Ante esto se nos plantean dos tareas ineludibles. Por un lado, es necesario buscar terapias que nos ayuden a curarnos del escotoma de la violencia cultural del patriarcado. Y, por el otro, es fundamental visibilizar a los hombres cuidadores, ya que ese desvelamiento puede contribuir a romper los estereotipos y a construir modelos de masculinidad más flexibles, igualitarios y libres, con un efecto multiplicador para otros hombres.

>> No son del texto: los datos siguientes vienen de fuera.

//! Untyped extraction: everything the graph holds, no canonical fields.

use serde::{Deserialize, Serialize};

use super::{ExtractedFields, FieldExtractor};
use crate::blocks::{BlockGraph, KeyValuePair, Table};
use crate::document::DocumentType;

#[derive(Debug, Clone, Default, PartialEq, Serialize, Deserialize)]
pub struct GenericFields {
    pub key_values: Vec<KeyValuePair>,
    pub tables: Vec<Table>,
    /// LINE texts joined with newlines.
    pub text: String,
}

#[derive(Debug, Clone, Copy, Default)]
pub struct GenericExtractor;

impl FieldExtractor for GenericExtractor {
    fn document_type(&self) -> DocumentType {
        DocumentType::Generic
    }

    fn extract(&self, graph: &BlockGraph) -> ExtractedFields {
        ExtractedFields::Generic(GenericFields {
            key_values: graph.key_value_pairs(),
            tables: graph.tables(),
            text: graph.lines().join("\n"),
        })
    }
}
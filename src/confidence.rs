//! Confidence statistics over a block graph.

use std::collections::BTreeMap;
use std::fmt;

use serde::{Deserialize, Serialize};

use crate::blocks::{BlockGraph, BlockType};

/// Overall confidence distribution.
#[derive(Debug, Clone, Copy, Default, PartialEq, Serialize, Deserialize)]
pub struct ConfidenceStats {
    pub count: usize,
    pub mean: f64,
    pub min: f64,
    pub max: f64,
    pub median: f64,
    pub std_dev: f64,
    pub p25: f64,
    pub p75: f64,
}

/// Per-block-type breakdown.
#[derive(Debug, Clone, Copy, Default, PartialEq, Serialize, Deserialize)]
pub struct TypeStats {
    pub count: usize,
    pub mean: f64,
    pub min: f64,
    pub max: f64,
}

/// Grade derived from mean confidence.
#[derive(Debug, Clone, Copy, PartialEq, Eq, PartialOrd, Ord, Serialize, Deserialize)]
#[serde(rename_all = "lowercase")]
pub enum Quality {
    Poor,
    Fair,
    Good,
    Excellent,
}

impl Quality {
    pub fn from_mean(mean: f64) -> Self {
        if mean >= 95.0 {
            Quality::Excellent
        } else if mean >= 85.0 {
            Quality::Good
        } else if mean >= 70.0 {
            Quality::Fair
        } else {
            Quality::Poor
        }
    }

    pub fn as_str(&self) -> &'static str {
        match self {
            Quality::Poor => "poor",
            Quality::Fair => "fair",
            Quality::Good => "good",
            Quality::Excellent => "excellent",
        }
    }
}

impl fmt::Display for Quality {
    fn fmt(&self, f: &mut fmt::Formatter<'_>) -> fmt::Result {
        write!(f, "{}", self.as_str())
    }
}

#[derive(Debug, Clone, Default, PartialEq, Serialize, Deserialize)]
pub struct ConfidenceSummary {
    /// True when no block carried a confidence; all stats are then zero.
    pub no_data: bool,
    pub overall: ConfidenceStats,
    pub by_block_type: BTreeMap<BlockType, TypeStats>,
    pub quality: Option<Quality>,
}

/// Summarize every confidence in the graph. Never fails.
pub fn summarize(graph: &BlockGraph) -> ConfidenceSummary {
    let mut all = Vec::new();
    let mut by_type: BTreeMap<BlockType, Vec<f64>> = BTreeMap::new();

    for block in graph.blocks() {
        let Some(confidence) = block.confidence.filter(|c| c.is_finite()) else {
            continue;
        };
        all.push(confidence);
        by_type.entry(block.block_type).or_default().push(confidence);
    }

    if all.is_empty() {
        return ConfidenceSummary {
            no_data: true,
            ..ConfidenceSummary::default()
        };
    }

    let overall = distribution(&mut all);
    let by_block_type = by_type
        .into_iter()
        .map(|(block_type, values)| {
            let stats = TypeStats {
                count: values.len(),
                mean: mean(&values),
                min: values.iter().copied().fold(f64::INFINITY, f64::min),
                max: values.iter().copied().fold(f64::NEG_INFINITY, f64::max),
            };
            (block_type, stats)
        })
        .collect();

    ConfidenceSummary {
        no_data: false,
        quality: Some(Quality::from_mean(overall.mean)),
        overall,
        by_block_type,
    }
}

/// Stats over a non-empty sample. Sorts `values` in place.
fn distribution(values: &mut [f64]) -> ConfidenceStats {
    values.sort_by(|a, b| a.total_cmp(b));

    let mean = mean(values);
    let variance = values.iter().map(|v| (v - mean).powi(2)).sum::<f64>() / values.len() as f64;

    ConfidenceStats {
        count: values.len(),
        mean,
        min: values[0],
        max: values[values.len() - 1],
        median: percentile(values, 0.5),
        std_dev: variance.sqrt(),
        p25: percentile(values, 0.25),
        p75: percentile(values, 0.75),
    }
}

/// Arithmetic mean, kept inside `[min, max]` despite rounding.
fn mean(values: &[f64]) -> f64 {
    let min = values.iter().copied().fold(f64::INFINITY, f64::min);
    let max = values.iter().copied().fold(f64::NEG_INFINITY, f64::max);
    (values.iter().sum::<f64>() / values.len() as f64).clamp(min, max)
}

/// Linear interpolation between closest ranks (R-7): `h = (n - 1) * p`.
fn percentile(sorted: &[f64], p: f64) -> f64 {
    let h = (sorted.len() - 1) as f64 * p;
    let lower = h.floor() as usize;
    let upper = h.ceil() as usize;
    let value = sorted[lower] + (h - lower as f64) * (sorted[upper] - sorted[lower]);
    value.clamp(sorted[lower], sorted[upper])
}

Mientras que la mujer que se incorpora al espacio público es visible —gracias a la visibilidad del espacio público—, y otras mujeres pueden inspirarse en ellas, el hombre que se “incorpora” al espacio privado tiene una menor visibilidad —por la invisibilidad del espacio privado—, lo cual dificulta su impacto social. Aunque sí es visible para sus hijos e hijas que crecen ajenos a los estereotipos tradicionales y son el embrión de las futuras familias igualitarias en las que los hombres y mujeres deberán repartirse equitativamente las responsabilidades laborales y domésticas (Frank y Livingston, 2000) . Pero más allá del claro y positivo efecto en los hijos e hijas de la unidad familiar, es importante visibilizar a esos hombres cuidadores, normalizar esas prácticas, para reproducirlas. No sólo la invisibilidad del espacio privado impide ver esas nuevas masculinidades, son prácticas no hegemónicas que, por ello, a menudo se realizan de forma soterrada, coartada y reprimida (Boscán Leal, 2008: 94) .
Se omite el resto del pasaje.